### EXERCISE OBJECTIVE
Find the word "expansion" in the material below and gather every line that contains it.

########

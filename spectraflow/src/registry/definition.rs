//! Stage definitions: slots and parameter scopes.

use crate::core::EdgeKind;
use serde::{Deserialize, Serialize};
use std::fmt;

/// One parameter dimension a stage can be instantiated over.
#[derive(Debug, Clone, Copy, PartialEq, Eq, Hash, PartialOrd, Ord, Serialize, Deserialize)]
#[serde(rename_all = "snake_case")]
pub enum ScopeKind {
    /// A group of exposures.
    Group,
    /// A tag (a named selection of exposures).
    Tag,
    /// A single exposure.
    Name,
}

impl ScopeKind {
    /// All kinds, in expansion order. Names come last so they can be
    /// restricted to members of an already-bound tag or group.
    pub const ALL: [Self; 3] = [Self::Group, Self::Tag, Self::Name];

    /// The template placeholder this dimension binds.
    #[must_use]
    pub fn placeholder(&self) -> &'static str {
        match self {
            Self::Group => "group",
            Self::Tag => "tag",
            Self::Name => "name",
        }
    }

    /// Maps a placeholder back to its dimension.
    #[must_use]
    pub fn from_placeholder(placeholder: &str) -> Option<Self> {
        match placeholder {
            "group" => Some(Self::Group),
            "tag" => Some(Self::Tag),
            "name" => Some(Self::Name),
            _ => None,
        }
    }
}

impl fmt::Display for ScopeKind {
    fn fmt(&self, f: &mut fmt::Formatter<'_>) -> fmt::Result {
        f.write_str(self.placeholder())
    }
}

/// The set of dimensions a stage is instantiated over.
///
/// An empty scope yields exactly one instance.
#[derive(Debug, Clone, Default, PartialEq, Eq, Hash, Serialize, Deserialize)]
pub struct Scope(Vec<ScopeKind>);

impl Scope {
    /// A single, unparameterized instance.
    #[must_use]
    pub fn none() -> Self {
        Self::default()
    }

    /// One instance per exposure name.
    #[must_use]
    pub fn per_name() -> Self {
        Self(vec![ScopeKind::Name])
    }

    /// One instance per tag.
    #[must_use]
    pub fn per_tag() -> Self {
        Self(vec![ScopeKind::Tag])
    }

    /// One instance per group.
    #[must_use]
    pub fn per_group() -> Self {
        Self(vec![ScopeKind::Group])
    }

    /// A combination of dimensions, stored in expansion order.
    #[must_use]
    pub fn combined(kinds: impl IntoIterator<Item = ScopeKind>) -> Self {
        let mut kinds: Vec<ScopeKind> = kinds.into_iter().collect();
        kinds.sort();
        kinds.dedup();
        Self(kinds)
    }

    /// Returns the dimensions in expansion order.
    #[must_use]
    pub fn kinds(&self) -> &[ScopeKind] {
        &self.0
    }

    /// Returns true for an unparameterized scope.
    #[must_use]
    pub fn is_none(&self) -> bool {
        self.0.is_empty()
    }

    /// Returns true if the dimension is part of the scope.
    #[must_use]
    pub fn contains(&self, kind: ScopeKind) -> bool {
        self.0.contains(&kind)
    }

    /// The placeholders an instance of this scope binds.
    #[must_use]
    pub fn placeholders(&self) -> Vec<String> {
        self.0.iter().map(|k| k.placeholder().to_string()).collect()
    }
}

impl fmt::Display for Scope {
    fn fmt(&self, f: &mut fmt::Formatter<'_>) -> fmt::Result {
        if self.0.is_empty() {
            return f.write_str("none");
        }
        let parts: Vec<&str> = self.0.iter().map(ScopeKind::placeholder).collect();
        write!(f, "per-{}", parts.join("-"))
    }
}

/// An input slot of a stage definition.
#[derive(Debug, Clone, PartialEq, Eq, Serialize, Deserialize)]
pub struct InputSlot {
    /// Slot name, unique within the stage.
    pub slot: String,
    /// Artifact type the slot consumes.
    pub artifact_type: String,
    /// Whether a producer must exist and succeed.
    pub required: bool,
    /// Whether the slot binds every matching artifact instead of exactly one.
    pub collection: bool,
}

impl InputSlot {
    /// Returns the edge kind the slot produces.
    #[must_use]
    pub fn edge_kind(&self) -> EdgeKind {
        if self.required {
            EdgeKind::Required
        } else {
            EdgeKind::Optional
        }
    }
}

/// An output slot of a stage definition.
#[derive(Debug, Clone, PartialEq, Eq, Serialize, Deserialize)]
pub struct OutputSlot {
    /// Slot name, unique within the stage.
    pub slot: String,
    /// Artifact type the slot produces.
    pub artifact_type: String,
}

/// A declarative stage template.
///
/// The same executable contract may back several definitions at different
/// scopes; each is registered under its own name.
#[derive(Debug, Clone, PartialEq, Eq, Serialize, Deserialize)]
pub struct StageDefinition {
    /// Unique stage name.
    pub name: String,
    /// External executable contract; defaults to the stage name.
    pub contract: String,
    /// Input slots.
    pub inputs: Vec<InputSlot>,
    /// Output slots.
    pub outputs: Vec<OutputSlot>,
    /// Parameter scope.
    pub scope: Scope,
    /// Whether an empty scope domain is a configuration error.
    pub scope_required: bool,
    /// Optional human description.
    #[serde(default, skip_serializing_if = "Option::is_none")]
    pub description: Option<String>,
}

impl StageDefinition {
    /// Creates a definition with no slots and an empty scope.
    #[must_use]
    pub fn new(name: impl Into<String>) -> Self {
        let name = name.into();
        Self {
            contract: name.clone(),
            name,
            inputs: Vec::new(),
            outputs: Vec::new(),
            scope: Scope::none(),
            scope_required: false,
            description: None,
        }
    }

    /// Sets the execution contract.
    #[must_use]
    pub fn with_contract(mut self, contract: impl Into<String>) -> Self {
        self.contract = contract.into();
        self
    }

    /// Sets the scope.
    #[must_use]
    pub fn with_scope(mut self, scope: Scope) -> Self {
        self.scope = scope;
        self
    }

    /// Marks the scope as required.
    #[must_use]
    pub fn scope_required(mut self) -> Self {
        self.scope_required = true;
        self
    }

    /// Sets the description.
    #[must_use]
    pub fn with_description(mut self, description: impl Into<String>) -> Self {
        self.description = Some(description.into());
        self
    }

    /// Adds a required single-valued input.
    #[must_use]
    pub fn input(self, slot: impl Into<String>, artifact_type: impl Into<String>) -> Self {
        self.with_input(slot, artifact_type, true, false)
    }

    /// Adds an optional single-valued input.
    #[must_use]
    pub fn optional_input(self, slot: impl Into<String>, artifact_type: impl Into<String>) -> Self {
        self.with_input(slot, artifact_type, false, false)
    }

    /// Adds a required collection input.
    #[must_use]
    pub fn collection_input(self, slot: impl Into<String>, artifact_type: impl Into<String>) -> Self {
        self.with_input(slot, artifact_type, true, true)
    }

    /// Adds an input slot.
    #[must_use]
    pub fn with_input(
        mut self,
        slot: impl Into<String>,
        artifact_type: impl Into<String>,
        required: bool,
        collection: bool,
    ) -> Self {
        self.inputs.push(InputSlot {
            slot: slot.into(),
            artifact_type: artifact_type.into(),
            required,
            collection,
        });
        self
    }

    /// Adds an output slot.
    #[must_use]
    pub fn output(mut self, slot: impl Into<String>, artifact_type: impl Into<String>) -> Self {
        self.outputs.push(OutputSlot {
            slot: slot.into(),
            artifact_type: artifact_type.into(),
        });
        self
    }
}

########

### SOLUTION TO THE EXERCISE
    /// All kinds, in expansion order. Names come last so they can be
    /// A combination of dimensions, stored in expansion order.
    /// Returns the dimensions in expansion order.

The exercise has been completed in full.